Alsaadi Fuad E, Wang Zidong, Luo Yuqiang, Alharbi Njud S, Alsaade Fawaz W
IEEE Trans Neural Netw Learn Syst. 2022 Sep;33(9):4160-4172. doi: 10.1109/TNNLS.2021.3055942. Epub 2022 Aug 31.
This article is concerned with the H state estimation problem for a class of bidirectional associative memory (BAM) neural networks with binary mode switching, where the distributed delays are included in the leakage terms. A couple of stochastic variables taking values of 1 or 0 are introduced to characterize the switching behavior between the redundant models of the BAM neural network, and a general type of neuron activation function (i.e., the sector-bounded nonlinearity) is considered. In order to prevent the data transmissions from collisions, a periodic scheduling protocol (i.e., round-robin protocol) is adopted to orchestrate the transmission order of sensors. The purpose of this work is to develop a full-order estimator such that the error dynamics of the state estimation is exponentially mean-square stable and the H performance requirement of the output estimation error is also achieved. Sufficient conditions are established to ensure the existence of the required estimator by constructing a mode-dependent Lyapunov-Krasovskii functional. Then, the desired estimator parameters are obtained by solving a set of matrix inequalities. Finally, a numerical example is provided to show the effectiveness of the proposed estimator design method.

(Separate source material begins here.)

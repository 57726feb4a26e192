mod bit;

pub use bit::{reg_list, Bit, BitSet};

本文关注一类具有二元模式切换的双向联想记忆(BAM)神经网络的H状态估计问题,其中分布式延迟包含在泄漏项中。引入了几个取值为1或0的随机变量来表征BAM神经网络冗余模型之间的切换行为,并考虑了一般类型的神经元激活函数(即扇形有界非线性)。为了防止数据传输冲突,采用周期性调度协议(即循环协议)来编排传感器的传输顺序。这项工作的目的是开发一种全阶估计器,使得状态估计的误差动态是指数均方稳定的,并且输出估计误差的H性能要求也能得到满足。通过构造一个依赖模式的Lyapunov-Krasovskii泛函,建立了确保所需估计器存在的充分条件。然后,通过求解一组矩阵不等式获得所需的估计器参数。最后,给出一个数值例子来说明所提出的估计器设计方法的有效性。